BEGIN Source material
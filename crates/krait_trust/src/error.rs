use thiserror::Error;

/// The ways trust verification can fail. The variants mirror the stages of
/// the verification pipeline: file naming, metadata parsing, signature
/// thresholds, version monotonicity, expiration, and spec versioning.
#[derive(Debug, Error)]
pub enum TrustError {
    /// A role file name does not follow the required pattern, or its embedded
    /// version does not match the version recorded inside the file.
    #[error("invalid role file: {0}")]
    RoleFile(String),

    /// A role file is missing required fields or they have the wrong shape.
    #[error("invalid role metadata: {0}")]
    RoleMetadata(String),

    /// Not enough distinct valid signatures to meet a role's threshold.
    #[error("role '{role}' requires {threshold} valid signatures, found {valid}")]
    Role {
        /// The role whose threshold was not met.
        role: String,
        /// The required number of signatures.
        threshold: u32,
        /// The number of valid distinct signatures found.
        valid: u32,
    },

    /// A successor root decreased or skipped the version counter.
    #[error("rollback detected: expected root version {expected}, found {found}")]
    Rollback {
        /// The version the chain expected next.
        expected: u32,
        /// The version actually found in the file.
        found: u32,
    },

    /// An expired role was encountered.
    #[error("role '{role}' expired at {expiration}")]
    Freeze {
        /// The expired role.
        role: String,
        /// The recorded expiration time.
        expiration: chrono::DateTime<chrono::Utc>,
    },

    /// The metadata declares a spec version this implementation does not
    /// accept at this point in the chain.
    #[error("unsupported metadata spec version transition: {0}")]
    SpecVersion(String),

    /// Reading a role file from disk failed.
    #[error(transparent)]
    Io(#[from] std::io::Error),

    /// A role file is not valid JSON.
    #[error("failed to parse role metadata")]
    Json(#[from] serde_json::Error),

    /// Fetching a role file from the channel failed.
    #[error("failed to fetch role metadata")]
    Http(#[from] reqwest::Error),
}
END Source material
Work request: Every line above from the line with "role was encountered." to the line with "#[error(transparent)]" is wanted, ends included; write them out exactly and add no other line.

The answer:
    /// An expired role was encountered.
    #[error("role '{role}' expired at {expiration}")]
    Freeze {
        /// The expired role.
        role: String,
        /// The recorded expiration time.
        expiration: chrono::DateTime<chrono::Utc>,
    },

    /// The metadata declares a spec version this implementation does not
    /// accept at this point in the chain.
    #[error("unsupported metadata spec version transition: {0}")]
    SpecVersion(String),

    /// Reading a role file from disk failed.
    #[error(transparent)]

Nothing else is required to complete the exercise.